Data entries

────

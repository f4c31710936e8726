//! API layer for the Carrent booking core
//!
//! Handlers expect `web::Data<BookingService>`, `web::Data<AvailabilityChecker>`
//! and `web::Data<JwtService>` registered on the app.

#![forbid(unsafe_code)]

pub mod dto;
pub mod extractors;
pub mod handlers;

use actix_web::web;

pub use dto::{ActionResponse, PageQuery};
pub use handlers::{configure_availability, configure_bookings, health_check};

/// Mount every route under `/api/v1`
///
/// Also installs the JSON and query extractor configs for the scope.
pub fn configure_routes(cfg: &mut web::ServiceConfig) {
    cfg.service(
        web::scope("/api/v1")
            .app_data(extractors::json_config())
            .app_data(extractors::query_config())
            .route("/health", web::get().to(health_check))
            .configure(configure_bookings)
            .configure(configure_availability),
    );
}
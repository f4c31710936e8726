//! Booking state machine
//!
//! | from                | trigger          | to                      |
//! |---------------------|------------------|-------------------------|
//! | pending / unpaid    | PaymentSucceeded | confirmed / paid        |
//! | pending / unpaid    | PaymentFailed    | payment_failed / unpaid |
//! | pending / unpaid    | MarkPaid         | confirmed / paid        |
//! | pending, confirmed  | Cancel           | cancelled / unchanged   |
//! | confirmed / paid    | Start            | ongoing / paid          |
//! | ongoing / paid      | Complete         | completed / paid        |
//!
//! Every other pair is rejected with `InvalidTransition`.

use carrent_core::models::{BookingStatus, PaymentStatus};
use carrent_core::{AppError, AppResult};
use serde::{Deserialize, Serialize};
use std::fmt;

#[derive(Debug, Clone, Copy, PartialEq, Eq, Serialize, Deserialize)]
#[serde(rename_all = "snake_case")]
pub enum BookingTrigger {
    /// Gateway captured the charge
    PaymentSucceeded,
    /// Gateway declined, errored or timed out
    PaymentFailed,
    /// Administrator recorded a manual settlement
    MarkPaid,
    Cancel,
    /// Rental period began
    Start,
    /// Rental period ended
    Complete,
}

impl BookingTrigger {
    pub fn as_str(&self) -> &'static str {
        match self {
            BookingTrigger::PaymentSucceeded => "payment_succeeded",
            BookingTrigger::PaymentFailed => "payment_failed",
            BookingTrigger::MarkPaid => "mark_paid",
            BookingTrigger::Cancel => "cancel",
            BookingTrigger::Start => "start",
            BookingTrigger::Complete => "complete",
        }
    }
}

impl fmt::Display for BookingTrigger {
    fn fmt(&self, f: &mut fmt::Formatter<'_>) -> fmt::Result {
        f.write_str(self.as_str())
    }
}

/// Position of a booking on both status axes
#[derive(Debug, Clone, Copy, PartialEq, Eq)]
pub struct BookingState {
    pub status: BookingStatus,
    pub payment_status: PaymentStatus,
}

impl BookingState {
    pub fn new(status: BookingStatus, payment_status: PaymentStatus) -> Self {
        Self {
            status,
            payment_status,
        }
    }

    /// Every booking starts pending and unpaid, whatever the payment method
    pub fn initial() -> Self {
        Self::new(BookingStatus::Pending, PaymentStatus::Unpaid)
    }

    /// Apply a trigger, returning the next state
    ///
    /// `booking_id` is only used to build the error.
    pub fn apply(self, booking_id: i64, trigger: BookingTrigger) -> AppResult<Self> {
        use BookingStatus as S;
        use BookingTrigger as T;
        use PaymentStatus as P;

        let next = match (self.status, self.payment_status, trigger) {
            (S::Pending, P::Unpaid, T::PaymentSucceeded | T::MarkPaid) => {
                Self::new(S::Confirmed, P::Paid)
            }
            (S::Pending, P::Unpaid, T::PaymentFailed) => Self::new(S::PaymentFailed, P::Unpaid),
            (S::Pending | S::Confirmed, payment, T::Cancel) => Self::new(S::Cancelled, payment),
            (S::Confirmed, P::Paid, T::Start) => Self::new(S::Ongoing, P::Paid),
            (S::Ongoing, P::Paid, T::Complete) => Self::new(S::Completed, P::Paid),
            (from, _, trigger) => {
                return Err(AppError::InvalidTransition {
                    booking_id,
                    from,
                    trigger: trigger.to_string(),
                })
            }
        };

        Ok(next)
    }

    pub fn can_apply(self, trigger: BookingTrigger) -> bool {
        self.apply(0, trigger).is_ok()
    }
}
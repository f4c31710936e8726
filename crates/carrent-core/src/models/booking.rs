//! Booking model
//!
//! Bookings reserve a vehicle for an inclusive range of calendar days.
//! Status and payment status are independent axes; the allowed combinations
//! are enforced by the booking state machine in `carrent-services`.

use chrono::{DateTime, NaiveDate, Utc};
use rust_decimal::Decimal;
use serde::{Deserialize, Serialize};
use std::fmt;

/// Booking lifecycle status
#[derive(Debug, Clone, Copy, PartialEq, Eq, Hash, Serialize, Deserialize, Default)]
#[serde(rename_all = "snake_case")]
pub enum BookingStatus {
    /// Created, awaiting payment confirmation or manual approval
    #[default]
    Pending,
    /// Paid and confirmed
    Confirmed,
    /// Digital charge declined or timed out
    PaymentFailed,
    /// Rental period in progress
    Ongoing,
    /// Rental period finished
    Completed,
    /// Cancelled by renter or administrator
    Cancelled,
}

impl fmt::Display for BookingStatus {
    fn fmt(&self, f: &mut fmt::Formatter<'_>) -> fmt::Result {
        f.write_str(self.as_str())
    }
}

impl BookingStatus {
    pub fn as_str(&self) -> &'static str {
        match self {
            BookingStatus::Pending => "pending",
            BookingStatus::Confirmed => "confirmed",
            BookingStatus::PaymentFailed => "payment_failed",
            BookingStatus::Ongoing => "ongoing",
            BookingStatus::Completed => "completed",
            BookingStatus::Cancelled => "cancelled",
        }
    }

    /// Parse from string (case-insensitive)
    pub fn from_str(s: &str) -> Option<Self> {
        match s.to_lowercase().as_str() {
            "pending" => Some(BookingStatus::Pending),
            "confirmed" => Some(BookingStatus::Confirmed),
            "payment_failed" => Some(BookingStatus::PaymentFailed),
            "ongoing" => Some(BookingStatus::Ongoing),
            "completed" => Some(BookingStatus::Completed),
            "cancelled" => Some(BookingStatus::Cancelled),
            _ => None,
        }
    }

    /// Whether a booking in this status holds its date range against others
    ///
    /// Only cancelled bookings release the vehicle.
    #[inline]
    pub fn blocks_availability(&self) -> bool {
        !matches!(self, BookingStatus::Cancelled)
    }
}

/// Payment status of a booking
#[derive(Debug, Clone, Copy, PartialEq, Eq, Hash, Serialize, Deserialize, Default)]
#[serde(rename_all = "snake_case")]
pub enum PaymentStatus {
    #[default]
    Unpaid,
    Paid,
    Refunded,
    Failed,
}

impl fmt::Display for PaymentStatus {
    fn fmt(&self, f: &mut fmt::Formatter<'_>) -> fmt::Result {
        f.write_str(self.as_str())
    }
}

impl PaymentStatus {
    pub fn as_str(&self) -> &'static str {
        match self {
            PaymentStatus::Unpaid => "unpaid",
            PaymentStatus::Paid => "paid",
            PaymentStatus::Refunded => "refunded",
            PaymentStatus::Failed => "failed",
        }
    }

    /// Parse from string (case-insensitive)
    pub fn from_str(s: &str) -> Option<Self> {
        match s.to_lowercase().as_str() {
            "unpaid" => Some(PaymentStatus::Unpaid),
            "paid" => Some(PaymentStatus::Paid),
            "refunded" => Some(PaymentStatus::Refunded),
            "failed" => Some(PaymentStatus::Failed),
            _ => None,
        }
    }
}

/// Payment method chosen at booking time
#[derive(Debug, Clone, Copy, PartialEq, Eq, Hash, Serialize, Deserialize)]
#[serde(rename_all = "snake_case")]
pub enum PaymentMethod {
    /// Settled in person, confirmed manually by an administrator
    Cash,
    /// Settled by wire transfer, confirmed manually
    BankTransfer,
    Visa,
    Mastercard,
    Amex,
    Stripe,
    Paypal,
    ApplePay,
    GooglePay,
}

impl fmt::Display for PaymentMethod {
    fn fmt(&self, f: &mut fmt::Formatter<'_>) -> fmt::Result {
        f.write_str(self.as_str())
    }
}

impl PaymentMethod {
    pub fn as_str(&self) -> &'static str {
        match self {
            PaymentMethod::Cash => "cash",
            PaymentMethod::BankTransfer => "bank_transfer",
            PaymentMethod::Visa => "visa",
            PaymentMethod::Mastercard => "mastercard",
            PaymentMethod::Amex => "amex",
            PaymentMethod::Stripe => "stripe",
            PaymentMethod::Paypal => "paypal",
            PaymentMethod::ApplePay => "apple_pay",
            PaymentMethod::GooglePay => "google_pay",
        }
    }

    /// Parse from string (case-insensitive)
    pub fn from_str(s: &str) -> Option<Self> {
        match s.to_lowercase().as_str() {
            "cash" => Some(PaymentMethod::Cash),
            "bank_transfer" => Some(PaymentMethod::BankTransfer),
            "visa" => Some(PaymentMethod::Visa),
            "mastercard" => Some(PaymentMethod::Mastercard),
            "amex" => Some(PaymentMethod::Amex),
            "stripe" => Some(PaymentMethod::Stripe),
            "paypal" => Some(PaymentMethod::Paypal),
            "apple_pay" => Some(PaymentMethod::ApplePay),
            "google_pay" => Some(PaymentMethod::GooglePay),
            _ => None,
        }
    }

    /// Digital methods are charged synchronously through the payment gateway
    pub fn is_digital(&self) -> bool {
        !matches!(self, PaymentMethod::Cash | PaymentMethod::BankTransfer)
    }

    /// Digital methods need a gateway token or card reference
    #[inline]
    pub fn requires_reference(&self) -> bool {
        self.is_digital()
    }
}

/// Inclusive range of calendar days
#[derive(Debug, Clone, Copy, PartialEq, Eq, Serialize, Deserialize)]
pub struct DateRange {
    pub start: NaiveDate,
    pub end: NaiveDate,
}

impl DateRange {
    pub fn new(start: NaiveDate, end: NaiveDate) -> Self {
        Self { start, end }
    }

    /// Number of rental days, counting both boundary days
    ///
    /// Zero or negative when `end` precedes `start`.
    #[inline]
    pub fn total_days(&self) -> i64 {
        (self.end - self.start).num_days() + 1
    }

    /// Two ranges overlap when they share at least one calendar day
    #[inline]
    pub fn overlaps(&self, other: &DateRange) -> bool {
        self.start <= other.end && self.end >= other.start
    }

    #[inline]
    pub fn contains(&self, day: NaiveDate) -> bool {
        self.start <= day && day <= self.end
    }
}

impl fmt::Display for DateRange {
    fn fmt(&self, f: &mut fmt::Formatter<'_>) -> fmt::Result {
        write!(f, "{}..={}", self.start, self.end)
    }
}

/// Date range held by an existing booking, as returned by overlap queries
#[derive(Debug, Clone, Copy, PartialEq, Eq, Serialize, Deserialize)]
pub struct BookedRange {
    pub booking_id: i64,
    pub range: DateRange,
    pub status: BookingStatus,
}

/// Booking entity
#[derive(Debug, Clone, Serialize, Deserialize)]
pub struct Booking {
    pub id: i64,

    /// Renting user
    pub renter_id: i64,

    pub vehicle_id: i64,

    /// First rental day (inclusive)
    pub start_date: NaiveDate,

    /// Last rental day (inclusive)
    pub end_date: NaiveDate,

    /// Grand total from the pricing breakdown
    pub total_amount: Decimal,

    pub status: BookingStatus,

    pub payment_method: PaymentMethod,

    pub payment_status: PaymentStatus,

    pub pickup_location: String,

    pub dropoff_location: String,

    pub special_requests: Option<String>,

    /// Soft-deletion marker
    pub deleted_at: Option<DateTime<Utc>>,

    pub created_at: DateTime<Utc>,

    pub updated_at: DateTime<Utc>,
}

impl Booking {
    #[inline]
    pub fn range(&self) -> DateRange {
        DateRange::new(self.start_date, self.end_date)
    }

    #[inline]
    pub fn is_deleted(&self) -> bool {
        self.deleted_at.is_some()
    }
}

/// Booking row to insert, before an id is assigned
#[derive(Debug, Clone)]
pub struct NewBooking {
    pub renter_id: i64,
    pub vehicle_id: i64,
    pub range: DateRange,
    pub total_amount: Decimal,
    pub status: BookingStatus,
    pub payment_method: PaymentMethod,
    pub payment_status: PaymentStatus,
    pub pickup_location: String,
    pub dropoff_location: String,
    pub special_requests: Option<String>,
}

impl NewBooking {
    /// Materialize the row once the store has assigned an id
    pub fn into_booking(self, id: i64, now: DateTime<Utc>) -> Booking {
        Booking {
            id,
            renter_id: self.renter_id,
            vehicle_id: self.vehicle_id,
            start_date: self.range.start,
            end_date: self.range.end,
            total_amount: self.total_amount,
            status: self.status,
            payment_method: self.payment_method,
            payment_status: self.payment_status,
            pickup_location: self.pickup_location,
            dropoff_location: self.dropoff_location,
            special_requests: self.special_requests,
            deleted_at: None,
            created_at: now,
            updated_at: now,
        }
    }
}

#[cfg(test)]
mod tests {
    use super::*;

    fn day(d: u32) -> NaiveDate {
        NaiveDate::from_ymd_opt(2025, 1, d).unwrap()
    }

    #[test]
    fn test_total_days_is_inclusive() {
        assert_eq!(DateRange::new(day(1), day(3)).total_days(), 3);
        assert_eq!(DateRange::new(day(5), day(5)).total_days(), 1);
        assert_eq!(DateRange::new(day(5), day(4)).total_days(), 0);
    }

    #[test]
    fn test_overlap_shares_boundary_day() {
        let existing = DateRange::new(day(10), day(15));
        assert!(existing.overlaps(&DateRange::new(day(15), day(20))));
        assert!(!existing.overlaps(&DateRange::new(day(16), day(20))));
        assert!(existing.overlaps(&DateRange::new(day(5), day(10))));
        assert!(!existing.overlaps(&DateRange::new(day(5), day(9))));
        assert!(existing.overlaps(&DateRange::new(day(1), day(31))));
    }

    #[test]
    fn test_only_cancelled_releases_availability() {
        assert!(BookingStatus::Pending.blocks_availability());
        assert!(BookingStatus::PaymentFailed.blocks_availability());
        assert!(BookingStatus::Completed.blocks_availability());
        assert!(!BookingStatus::Cancelled.blocks_availability());
    }

    #[test]
    fn test_payment_method_classification() {
        assert!(!PaymentMethod::Cash.is_digital());
        assert!(!PaymentMethod::BankTransfer.is_digital());
        assert!(PaymentMethod::Visa.is_digital());
        assert!(PaymentMethod::ApplePay.requires_reference());
        assert_eq!(PaymentMethod::from_str("Google_Pay"), Some(PaymentMethod::GooglePay));
        assert_eq!(PaymentMethod::from_str("bitcoin"), None);
    }

    #[test]
    fn test_status_serializes_snake_case() {
        let json = serde_json::to_string(&BookingStatus::PaymentFailed).unwrap();
        assert_eq!(json, "\"payment_failed\"");
        let json = serde_json::to_string(&PaymentMethod::BankTransfer).unwrap();
        assert_eq!(json, "\"bank_transfer\"");
    }
}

────

## [What to produce]
Retype the entries above exactly, but only from the line containing "pub struct NewBooking" through the line containing "assigned an id", both included.

## [Answer to this exercise]
pub struct NewBooking {
    pub renter_id: i64,
    pub vehicle_id: i64,
    pub range: DateRange,
    pub total_amount: Decimal,
    pub status: BookingStatus,
    pub payment_method: PaymentMethod,
    pub payment_status: PaymentStatus,
    pub pickup_location: String,
    pub dropoff_location: String,
    pub special_requests: Option<String>,
}

impl NewBooking {
    /// Materialize the row once the store has assigned an id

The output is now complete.